- Opening Delimiter -
//! Document store port and its adapters
//!
//! The catalog is persisted as JSON documents grouped into collections.
//! Callers only rely on the operations of [`DocumentStore`]; the concrete
//! backend is picked from [`StorageConfig`].

mod memory;
mod sqlite;

pub use memory::MemoryStore;
pub use sqlite::SqliteStore;

use crate::config::{StorageBackend, StorageConfig};
use crate::error::{Result, StorageError};
use async_trait::async_trait;
use serde_json::{Map, Value};
use std::sync::Arc;
use std::sync::atomic::{AtomicU64, Ordering};

/// Named collections of the catalog
#[derive(Debug, Clone, Copy, PartialEq, Eq, Hash, PartialOrd, Ord)]
pub enum Collection {
    /// Chart documents, keyed `<repo>/<chart>`
    Packages,
    /// Repository checkpoints, keyed by repository name
    PackageCheck,
    /// Extracted chart files, keyed `<repo>/<chart>-<version>`
    PackageAssets,
    /// Scratch collection of the readiness probe
    Numbers,
}

impl Collection {
    pub const ALL: [Collection; 4] = [
        Collection::Packages,
        Collection::PackageCheck,
        Collection::PackageAssets,
        Collection::Numbers,
    ];

    pub fn name(&self) -> &'static str {
        match self {
            Collection::Packages => "packages",
            Collection::PackageCheck => "package-check",
            Collection::PackageAssets => "package-assets",
            Collection::Numbers => "numbers",
        }
    }
}

impl std::fmt::Display for Collection {
    fn fmt(&self, f: &mut std::fmt::Formatter<'_>) -> std::fmt::Result {
        f.write_str(self.name())
    }
}

/// Conjunction of the supported document predicates.
///
/// An empty filter matches every document of a collection.
///
/// ```rust
/// use chart_repo::store::Filter;
/// use serde_json::json;
///
/// let doc = json!({"_id": "stable/wordpress", "repo": {"name": "stable"}});
/// assert!(Filter::by_repo("stable").matches(&doc));
/// assert!(!Filter::by_repo("stable")
///     .excluding_ids(vec!["stable/wordpress".to_string()])
///     .matches(&doc));
/// ```
#[derive(Debug, Clone, Default, PartialEq, Eq)]
pub struct Filter {
    /// `_id` equals
    pub id: Option<String>,
    /// `repo.name` equals
    pub repo_name: Option<String>,
    /// `digest` equals
    pub digest: Option<String>,
    /// `_id` not in
    pub exclude_ids: Option<Vec<String>>,
}

impl Filter {
    pub fn all() -> Self {
        Self::default()
    }

    pub fn by_id(id: impl Into<String>) -> Self {
        Self {
            id: Some(id.into()),
            ..Self::default()
        }
    }

    pub fn by_repo(repo_name: impl Into<String>) -> Self {
        Self {
            repo_name: Some(repo_name.into()),
            ..Self::default()
        }
    }

    pub fn with_digest(mut self, digest: impl Into<String>) -> Self {
        self.digest = Some(digest.into());
        self
    }

    pub fn excluding_ids(mut self, ids: Vec<String>) -> Self {
        self.exclude_ids = Some(ids);
        self
    }

    pub fn matches(&self, doc: &Value) -> bool {
        if let Some(id) = &self.id
            && document_id(doc) != Some(id.as_str())
        {
            return false;
        }
        if let Some(repo_name) = &self.repo_name
            && document_repo_name(doc) != Some(repo_name.as_str())
        {
            return false;
        }
        if let Some(digest) = &self.digest
            && document_digest(doc) != Some(digest.as_str())
        {
            return false;
        }
        if let Some(excluded) = &self.exclude_ids
            && let Some(id) = document_id(doc)
            && excluded.iter().any(|e| e == id)
        {
            return false;
        }
        true
    }
}

/// One operation of a [`DocumentStore::bulk_write`]
#[derive(Debug, Clone)]
pub enum WriteModel {
    /// Replace the first matching document, inserting when `upsert` is set
    /// and nothing matches
    ReplaceOne {
        filter: Filter,
        replacement: Value,
        upsert: bool,
    },
    /// Delete every matching document
    DeleteMany { filter: Filter },
}

#[derive(Debug, Clone, Default, PartialEq, Eq)]
pub struct BulkWriteResult {
    pub matched: u64,
    pub upserted: u64,
    pub deleted: u64,
}

#[derive(Debug, Clone, Default, PartialEq, Eq)]
pub struct UpdateResult {
    pub matched: u64,
    pub modified: u64,
    pub upserted_id: Option<String>,
}

/// Persistence port of the catalog.
///
/// Documents are JSON objects whose `_id` field is the primary key within a
/// collection. `bulk_write` applies its models in order and stops at the
/// first failing model.
#[async_trait]
pub trait DocumentStore: Send + Sync {
    async fn bulk_write(
        &self,
        collection: Collection,
        models: Vec<WriteModel>,
    ) -> Result<BulkWriteResult>;

    async fn delete_many(&self, collection: Collection, filter: &Filter) -> Result<u64>;

    async fn find_one(&self, collection: Collection, filter: &Filter) -> Result<Option<Value>>;

    async fn find_many(&self, collection: Collection, filter: &Filter) -> Result<Vec<Value>>;

    /// Inserts a new document and returns its `_id`. A missing `_id` is
    /// generated; an existing one must not collide.
    async fn insert_one(&self, collection: Collection, document: Value) -> Result<String>;

    /// Sets the top-level fields of `set` on the first matching document.
    async fn update_one(
        &self,
        collection: Collection,
        filter: &Filter,
        set: Value,
        upsert: bool,
    ) -> Result<UpdateResult>;
}

/// Opens the store selected by the configuration.
pub async fn open_store(config: &StorageConfig) -> Result<Arc<dyn DocumentStore>> {
    match config.backend {
        StorageBackend::Memory => Ok(Arc::new(MemoryStore::new())),
        StorageBackend::Sqlite => Ok(Arc::new(SqliteStore::new(config).await?)),
    }
}

pub fn document_id(doc: &Value) -> Option<&str> {
    doc.get("_id").and_then(Value::as_str)
}

pub fn document_repo_name(doc: &Value) -> Option<&str> {
    doc.get("repo")
        .and_then(|repo| repo.get("name"))
        .and_then(Value::as_str)
}

pub fn document_digest(doc: &Value) -> Option<&str> {
    doc.get("digest").and_then(Value::as_str)
}

pub(crate) fn as_object(doc: Value) -> std::result::Result<Map<String, Value>, StorageError> {
    match doc {
        Value::Object(map) => Ok(map),
        other => Err(StorageError::InvalidDocument {
            message: format!("expected a JSON object, got {other}"),
        }),
    }
}

/// Builds the document written by a replace or upsert.
///
/// The `_id` comes from the matched document, then the filter, then the
/// replacement itself.
pub(crate) fn prepare_replacement(
    replacement: Value,
    existing_id: Option<&str>,
    filter: &Filter,
) -> std::result::Result<(String, Value), StorageError> {
    let mut map = as_object(replacement)?;
    let id = existing_id
        .map(str::to_string)
        .or_else(|| filter.id.clone())
        .or_else(|| map.get("_id").and_then(Value::as_str).map(str::to_string))
        .ok_or_else(|| StorageError::InvalidDocument {
            message: "document has no _id".to_string(),
        })?;
    map.insert("_id".to_string(), Value::String(id.clone()));
    Ok((id, Value::Object(map)))
}

/// Applies `$set` semantics: every top-level field of `set` overwrites the
/// field of `doc`. Returns whether anything changed.
pub(crate) fn apply_set(doc: &mut Value, set: &Map<String, Value>) -> bool {
    let Value::Object(target) = doc else {
        return false;
    };
    let mut changed = false;
    for (key, value) in set {
        if key == "_id" {
            continue;
        }
        if target.get(key) != Some(value) {
            target.insert(key.clone(), value.clone());
            changed = true;
        }
    }
    changed
}

/// Document created by an upserting update that matched nothing
pub(crate) fn upsert_document(
    filter: &Filter,
    set: &Map<String, Value>,
) -> std::result::Result<(String, Value), StorageError> {
    let mut doc = Value::Object(Map::new());
    apply_set(&mut doc, set);
    prepare_replacement(doc, None, filter)
}

/// Ensures `doc` carries an `_id`, generating one when missing.
pub(crate) fn ensure_id(doc: Value) -> std::result::Result<(String, Value), StorageError> {
    let mut map = as_object(doc)?;
    let id = match map.get("_id").and_then(Value::as_str) {
        Some(id) => id.to_string(),
        None => {
            let id = generate_document_id();
            map.insert("_id".to_string(), Value::String(id.clone()));
            id
        }
    };
    Ok((id, Value::Object(map)))
}

fn generate_document_id() -> String {
    static COUNTER: AtomicU64 = AtomicU64::new(0);
    let nanos = chrono::Utc::now().timestamp_nanos_opt().unwrap_or_default();
    let seq = COUNTER.fetch_add(1, Ordering::Relaxed);
    format!("{nanos:016x}{seq:08x}")
}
- Closing Delimiter -
Task directions:
Among the records, find every line with the word "enum" and copy it.

Response for this exercise:
pub enum Collection {
pub enum WriteModel {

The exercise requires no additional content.